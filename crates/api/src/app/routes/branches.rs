use std::sync::Arc;

use axum::{
    extract::{rejection::JsonRejection, Extension, Path},
    http::StatusCode,
    response::IntoResponse,
    routing::{get, post},
    Json, Router,
};

use stockroom_core::BranchId;

use crate::app::{dto, errors};
use crate::app::services::AppServices;
use crate::context::ActorContext;

pub fn read_routes() -> Router {
    Router::new()
        .route("/branches", get(list_branches))
        .route("/branches/summary", get(summary))
}

pub fn write_routes() -> Router {
    Router::new()
        .route("/branches", post(create_branch))
        .route("/branches/:id/rename", post(rename_branch))
        .route("/branches/:id/main", post(set_main_branch))
        .route("/branches/:id/unassign", post(bulk_unassign))
}

fn parse_branch(id: &str) -> Result<BranchId, axum::response::Response> {
    id.parse().map_err(errors::stock_error_to_response)
}

pub async fn list_branches(Extension(services): Extension<Arc<AppServices>>) -> axum::response::Response {
    match services.engine.list_branches().await {
        Ok(branches) => Json(branches).into_response(),
        Err(e) => errors::stock_error_to_response(e),
    }
}

/// Per-branch product counts and unit totals, plus the grand total.
pub async fn summary(Extension(services): Extension<Arc<AppServices>>) -> axum::response::Response {
    match services.engine.overview().await {
        Ok(overview) => Json(overview).into_response(),
        Err(e) => errors::stock_error_to_response(e),
    }
}

pub async fn create_branch(
    Extension(services): Extension<Arc<AppServices>>,
    Extension(actor): Extension<ActorContext>,
    body: Result<Json<dto::CreateBranchRequest>, JsonRejection>,
) -> axum::response::Response {
    let Json(body) = match body {
        Ok(b) => b,
        Err(e) => return errors::json_rejection(e),
    };

    match services.engine.register_branch(&body.name, body.main).await {
        Ok(branch) => {
            tracing::info!(branch_id = %branch.id, actor = %actor.actor_id(), "branch created");
            (StatusCode::CREATED, Json(branch)).into_response()
        }
        Err(e) => errors::stock_error_to_response(e),
    }
}

pub async fn rename_branch(
    Extension(services): Extension<Arc<AppServices>>,
    Extension(actor): Extension<ActorContext>,
    Path(id): Path<String>,
    body: Result<Json<dto::RenameBranchRequest>, JsonRejection>,
) -> axum::response::Response {
    let id = match parse_branch(&id) {
        Ok(v) => v,
        Err(resp) => return resp,
    };
    let Json(body) = match body {
        Ok(b) => b,
        Err(e) => return errors::json_rejection(e),
    };

    match services.engine.rename_branch(id, &body.name).await {
        Ok(branch) => {
            tracing::info!(branch_id = %branch.id, actor = %actor.actor_id(), "branch renamed");
            Json(branch).into_response()
        }
        Err(e) => errors::stock_error_to_response(e),
    }
}

pub async fn set_main_branch(
    Extension(services): Extension<Arc<AppServices>>,
    Extension(actor): Extension<ActorContext>,
    Path(id): Path<String>,
) -> axum::response::Response {
    let id = match parse_branch(&id) {
        Ok(v) => v,
        Err(resp) => return resp,
    };

    match services.engine.set_main_branch(id).await {
        Ok(branch) => {
            tracing::info!(branch_id = %branch.id, actor = %actor.actor_id(), "main branch changed");
            Json(branch).into_response()
        }
        Err(e) => errors::stock_error_to_response(e),
    }
}

/// Move every product held at the branch back to the main branch.
///
/// Responds 200 with one outcome per product even when some transfers fail.
pub async fn bulk_unassign(
    Extension(services): Extension<Arc<AppServices>>,
    Extension(actor): Extension<ActorContext>,
    Path(id): Path<String>,
) -> axum::response::Response {
    let id = match parse_branch(&id) {
        Ok(v) => v,
        Err(resp) => return resp,
    };

    match services.engine.bulk_unassign(id, actor.actor_id()).await {
        Ok(report) => Json(dto::BulkUnassignResponse::from(report)).into_response(),
        Err(e) => errors::stock_error_to_response(e),
    }
}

+ + +

### Problem to work on
Copy the entries exactly, leaving no line out.

### Response to the task
filename crates/api/src/app/routes/branches.rs
use std::sync::Arc;

use axum::{
    extract::{rejection::JsonRejection, Extension, Path},
    http::StatusCode,
    response::IntoResponse,
    routing::{get, post},
    Json, Router,
};

use stockroom_core::BranchId;

use crate::app::{dto, errors};
use crate::app::services::AppServices;
use crate::context::ActorContext;

pub fn read_routes() -> Router {
    Router::new()
        .route("/branches", get(list_branches))
        .route("/branches/summary", get(summary))
}

pub fn write_routes() -> Router {
    Router::new()
        .route("/branches", post(create_branch))
        .route("/branches/:id/rename", post(rename_branch))
        .route("/branches/:id/main", post(set_main_branch))
        .route("/branches/:id/unassign", post(bulk_unassign))
}

fn parse_branch(id: &str) -> Result<BranchId, axum::response::Response> {
    id.parse().map_err(errors::stock_error_to_response)
}

pub async fn list_branches(Extension(services): Extension<Arc<AppServices>>) -> axum::response::Response {
    match services.engine.list_branches().await {
        Ok(branches) => Json(branches).into_response(),
        Err(e) => errors::stock_error_to_response(e),
    }
}

/// Per-branch product counts and unit totals, plus the grand total.
pub async fn summary(Extension(services): Extension<Arc<AppServices>>) -> axum::response::Response {
    match services.engine.overview().await {
        Ok(overview) => Json(overview).into_response(),
        Err(e) => errors::stock_error_to_response(e),
    }
}

pub async fn create_branch(
    Extension(services): Extension<Arc<AppServices>>,
    Extension(actor): Extension<ActorContext>,
    body: Result<Json<dto::CreateBranchRequest>, JsonRejection>,
) -> axum::response::Response {
    let Json(body) = match body {
        Ok(b) => b,
        Err(e) => return errors::json_rejection(e),
    };

    match services.engine.register_branch(&body.name, body.main).await {
        Ok(branch) => {
            tracing::info!(branch_id = %branch.id, actor = %actor.actor_id(), "branch created");
            (StatusCode::CREATED, Json(branch)).into_response()
        }
        Err(e) => errors::stock_error_to_response(e),
    }
}

pub async fn rename_branch(
    Extension(services): Extension<Arc<AppServices>>,
    Extension(actor): Extension<ActorContext>,
    Path(id): Path<String>,
    body: Result<Json<dto::RenameBranchRequest>, JsonRejection>,
) -> axum::response::Response {
    let id = match parse_branch(&id) {
        Ok(v) => v,
        Err(resp) => return resp,
    };
    let Json(body) = match body {
        Ok(b) => b,
        Err(e) => return errors::json_rejection(e),
    };

    match services.engine.rename_branch(id, &body.name).await {
        Ok(branch) => {
            tracing::info!(branch_id = %branch.id, actor = %actor.actor_id(), "branch renamed");
            Json(branch).into_response()
        }
        Err(e) => errors::stock_error_to_response(e),
    }
}

pub async fn set_main_branch(
    Extension(services): Extension<Arc<AppServices>>,
    Extension(actor): Extension<ActorContext>,
    Path(id): Path<String>,
) -> axum::response::Response {
    let id = match parse_branch(&id) {
        Ok(v) => v,
        Err(resp) => return resp,
    };

    match services.engine.set_main_branch(id).await {
        Ok(branch) => {
            tracing::info!(branch_id = %branch.id, actor = %actor.actor_id(), "main branch changed");
            Json(branch).into_response()
        }
        Err(e) => errors::stock_error_to_response(e),
    }
}

/// Move every product held at the branch back to the main branch.
///
/// Responds 200 with one outcome per product even when some transfers fail.
pub async fn bulk_unassign(
    Extension(services): Extension<Arc<AppServices>>,
    Extension(actor): Extension<ActorContext>,
    Path(id): Path<String>,
) -> axum::response::Response {
    let id = match parse_branch(&id) {
        Ok(v) => v,
        Err(resp) => return resp,
    };

    match services.engine.bulk_unassign(id, actor.actor_id()).await {
        Ok(report) => Json(dto::BulkUnassignResponse::from(report)).into_response(),
        Err(e) => errors::stock_error_to_response(e),
    }
}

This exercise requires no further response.